Aim of the task ▸
The response must contain the complete data, printed exactly.

***** Stored data *****

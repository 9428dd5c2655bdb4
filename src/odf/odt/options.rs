//! Export options.
//!
//! Every field has a default, so a YAML document only needs the keys it
//! changes:
//!
//! ```yaml
//! temp_prefix: report-
//! media_scopes: [section, header]
//! compression_level: 9
//! sync_on_close: true
//! time_budget_ms: 5000
//! disabled_parts: [styles]
//! ```

use super::media::MediaScope;
use crate::common::{Error, Result};
use serde::{Deserialize, Serialize};
use std::path::{Path, PathBuf};
use std::time::Duration;

/// Options controlling how a package is assembled and published.
#[derive(Debug, Clone, PartialEq, Serialize, Deserialize)]
#[serde(default)]
pub struct ExportOptions {
    /// File name prefix of generated destinations when no path is given
    pub temp_prefix: String,
    /// Media scopes enumerated from the document, in write order
    pub media_scopes: Vec<MediaScope>,
    /// Deflate level for compressed entries (`None` = library default)
    pub compression_level: Option<i64>,
    /// Directory for the staging file; defaults to the destination's directory,
    /// or the system temp directory when no destination is given
    pub staging_dir: Option<PathBuf>,
    /// Call `fsync` on the staging file before publishing it
    pub sync_on_close: bool,
    /// Upper bound for a whole save, checked between steps
    pub time_budget_ms: Option<u64>,
    /// Part names registered but not written
    pub disabled_parts: Vec<String>,
}

impl Default for ExportOptions {
    fn default() -> Self {
        Self {
            temp_prefix: "longan-".to_string(),
            media_scopes: vec![MediaScope::Section],
            compression_level: None,
            staging_dir: None,
            sync_on_close: true,
            time_budget_ms: None,
            disabled_parts: Vec::new(),
        }
    }
}

impl ExportOptions {
    /// Parse options from a YAML document.
    pub fn from_yaml_str(yaml: &str) -> Result<Self> {
        serde_saphyr::from_str(yaml)
            .map_err(|e| Error::Config(format!("Failed to parse export options: {e}")))
    }

    /// Read options from a YAML file.
    pub fn from_yaml_file<P: AsRef<Path>>(path: P) -> Result<Self> {
        let path = path.as_ref();
        let yaml = std::fs::read_to_string(path)
            .map_err(|e| Error::Config(format!("Failed to read `{}`: {e}", path.display())))?;
        Self::from_yaml_str(&yaml)
    }

    /// Serialize options as YAML.
    pub fn to_yaml(&self) -> Result<String> {
        serde_saphyr::to_string(self)
            .map_err(|e| Error::Config(format!("Failed to serialize export options: {e}")))
    }

    /// Time budget as a [`Duration`], if one is set.
    pub fn time_budget(&self) -> Option<Duration> {
        self.time_budget_ms.map(Duration::from_millis)
    }

    /// Set the time budget, rounded up to whole milliseconds.
    pub fn with_time_budget(mut self, budget: Duration) -> Self {
        let millis = budget.as_nanos().div_ceil(1_000_000);
        self.time_budget_ms = Some(millis.try_into().unwrap_or(u64::MAX));
        self
    }

    /// Set the media scopes to enumerate.
    pub fn with_media_scopes(mut self, scopes: impl IntoIterator<Item = MediaScope>) -> Self {
        self.media_scopes = scopes.into_iter().collect();
        self
    }

    /// Disable a part by name.
    pub fn with_disabled_part(mut self, name: impl Into<String>) -> Self {
        self.disabled_parts.push(name.into());
        self
    }
}
//! Archive entry path rules.
//!
//! Entry names inside an ODF package are relative, forward-slash separated
//! and case-sensitive. They never start with `/`, never contain `\`, and
//! never contain empty, `.` or `..` segments.

use crate::common::{Error, Result};

/// Validate an archive entry path for a file entry.
///
/// # Examples
///
/// ```
/// use longan::odf::core::validate_entry_path;
///
/// assert!(validate_entry_path("Pictures/logo.png").is_ok());
/// assert!(validate_entry_path("/content.xml").is_err());
/// assert!(validate_entry_path("Pictures/../content.xml").is_err());
/// ```
pub fn validate_entry_path(path: &str) -> Result<()> {
    let reason = if path.is_empty() {
        Some("path is empty")
    } else if path.starts_with('/') {
        Some("path must be relative")
    } else if path.contains('\\') {
        Some("path must use forward slashes")
    } else if path.ends_with('/') {
        Some("path names a directory")
    } else if path
        .split('/')
        .any(|segment| segment.is_empty() || segment == "." || segment == "..")
    {
        Some("path contains an empty, `.` or `..` segment")
    } else if path.chars().any(char::is_control) {
        Some("path contains control characters")
    } else {
        None
    };

    match reason {
        Some(reason) => Err(Error::InvalidEntryPath {
            path: path.to_string(),
            reason,
        }),
        None => Ok(()),
    }
}
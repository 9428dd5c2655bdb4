//! Container-level ODF functionality.
//!
//! This module owns everything that is about the ZIP package rather than
//! the XML inside it: writing entries in order with the right compression,
//! validating entry paths, and reading a finished package back for
//! inspection.

/// ODF manifest parsing
mod manifest;
/// ODF package inspection
mod package;
/// Archive entry path rules
mod path;
/// ODF package writing
mod writer;

pub use manifest::{Manifest, ManifestEntry};
pub use package::{PackageEntry, PackageReader};
pub use path::validate_entry_path;
pub use writer::{ArchiveBuilder, ArchiveSink, EntryRecord};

*****

Task result ▸
repository 9428dd5c2655bdb4
filename src/odf/odt/options.rs
//! Export options.
//!
//! Every field has a default, so a YAML document only needs the keys it
//! changes:
//!
//! ```yaml
//! temp_prefix: report-
//! media_scopes: [section, header]
//! compression_level: 9
//! sync_on_close: true
//! time_budget_ms: 5000
//! disabled_parts: [styles]
//! ```

use super::media::MediaScope;
use crate::common::{Error, Result};
use serde::{Deserialize, Serialize};
use std::path::{Path, PathBuf};
use std::time::Duration;

/// Options controlling how a package is assembled and published.
#[derive(Debug, Clone, PartialEq, Serialize, Deserialize)]
#[serde(default)]
pub struct ExportOptions {
    /// File name prefix of generated destinations when no path is given
    pub temp_prefix: String,
    /// Media scopes enumerated from the document, in write order
    pub media_scopes: Vec<MediaScope>,
    /// Deflate level for compressed entries (`None` = library default)
    pub compression_level: Option<i64>,
    /// Directory for the staging file; defaults to the destination's directory,
    /// or the system temp directory when no destination is given
    pub staging_dir: Option<PathBuf>,
    /// Call `fsync` on the staging file before publishing it
    pub sync_on_close: bool,
    /// Upper bound for a whole save, checked between steps
    pub time_budget_ms: Option<u64>,
    /// Part names registered but not written
    pub disabled_parts: Vec<String>,
}

impl Default for ExportOptions {
    fn default() -> Self {
        Self {
            temp_prefix: "longan-".to_string(),
            media_scopes: vec![MediaScope::Section],
            compression_level: None,
            staging_dir: None,
            sync_on_close: true,
            time_budget_ms: None,
            disabled_parts: Vec::new(),
        }
    }
}

impl ExportOptions {
    /// Parse options from a YAML document.
    pub fn from_yaml_str(yaml: &str) -> Result<Self> {
        serde_saphyr::from_str(yaml)
            .map_err(|e| Error::Config(format!("Failed to parse export options: {e}")))
    }

    /// Read options from a YAML file.
    pub fn from_yaml_file<P: AsRef<Path>>(path: P) -> Result<Self> {
        let path = path.as_ref();
        let yaml = std::fs::read_to_string(path)
            .map_err(|e| Error::Config(format!("Failed to read `{}`: {e}", path.display())))?;
        Self::from_yaml_str(&yaml)
    }

    /// Serialize options as YAML.
    pub fn to_yaml(&self) -> Result<String> {
        serde_saphyr::to_string(self)
            .map_err(|e| Error::Config(format!("Failed to serialize export options: {e}")))
    }

    /// Time budget as a [`Duration`], if one is set.
    pub fn time_budget(&self) -> Option<Duration> {
        self.time_budget_ms.map(Duration::from_millis)
    }

    /// Set the time budget, rounded up to whole milliseconds.
    pub fn with_time_budget(mut self, budget: Duration) -> Self {
        let millis = budget.as_nanos().div_ceil(1_000_000);
        self.time_budget_ms = Some(millis.try_into().unwrap_or(u64::MAX));
        self
    }

    /// Set the media scopes to enumerate.
    pub fn with_media_scopes(mut self, scopes: impl IntoIterator<Item = MediaScope>) -> Self {
        self.media_scopes = scopes.into_iter().collect();
        self
    }

    /// Disable a part by name.
    pub fn with_disabled_part(mut self, name: impl Into<String>) -> Self {
        self.disabled_parts.push(name.into());
        self
    }
}
//! Archive entry path rules.
//!
//! Entry names inside an ODF package are relative, forward-slash separated
//! and case-sensitive. They never start with `/`, never contain `\`, and
//! never contain empty, `.` or `..` segments.

use crate::common::{Error, Result};

/// Validate an archive entry path for a file entry.
///
/// # Examples
///
/// ```
/// use longan::odf::core::validate_entry_path;
///
/// assert!(validate_entry_path("Pictures/logo.png").is_ok());
/// assert!(validate_entry_path("/content.xml").is_err());
/// assert!(validate_entry_path("Pictures/../content.xml").is_err());
/// ```
pub fn validate_entry_path(path: &str) -> Result<()> {
    let reason = if path.is_empty() {
        Some("path is empty")
    } else if path.starts_with('/') {
        Some("path must be relative")
    } else if path.contains('\\') {
        Some("path must use forward slashes")
    } else if path.ends_with('/') {
        Some("path names a directory")
    } else if path
        .split('/')
        .any(|segment| segment.is_empty() || segment == "." || segment == "..")
    {
        Some("path contains an empty, `.` or `..` segment")
    } else if path.chars().any(char::is_control) {
        Some("path contains control characters")
    } else {
        None
    };

    match reason {
        Some(reason) => Err(Error::InvalidEntryPath {
            path: path.to_string(),
            reason,
        }),
        None => Ok(()),
    }
}
repository 9428dd5c2655bdb4
//! Container-level ODF functionality.
//!
//! This module owns everything that is about the ZIP package rather than
//! the XML inside it: writing entries in order with the right compression,
//! validating entry paths, and reading a finished package back for
//! inspection.

/// ODF manifest parsing
mod manifest;
/// ODF package inspection
mod package;
/// Archive entry path rules
mod path;
/// ODF package writing
mod writer;

pub use manifest::{Manifest, ManifestEntry};
pub use package::{PackageEntry, PackageReader};
pub use path::validate_entry_path;
pub use writer::{ArchiveBuilder, ArchiveSink, EntryRecord};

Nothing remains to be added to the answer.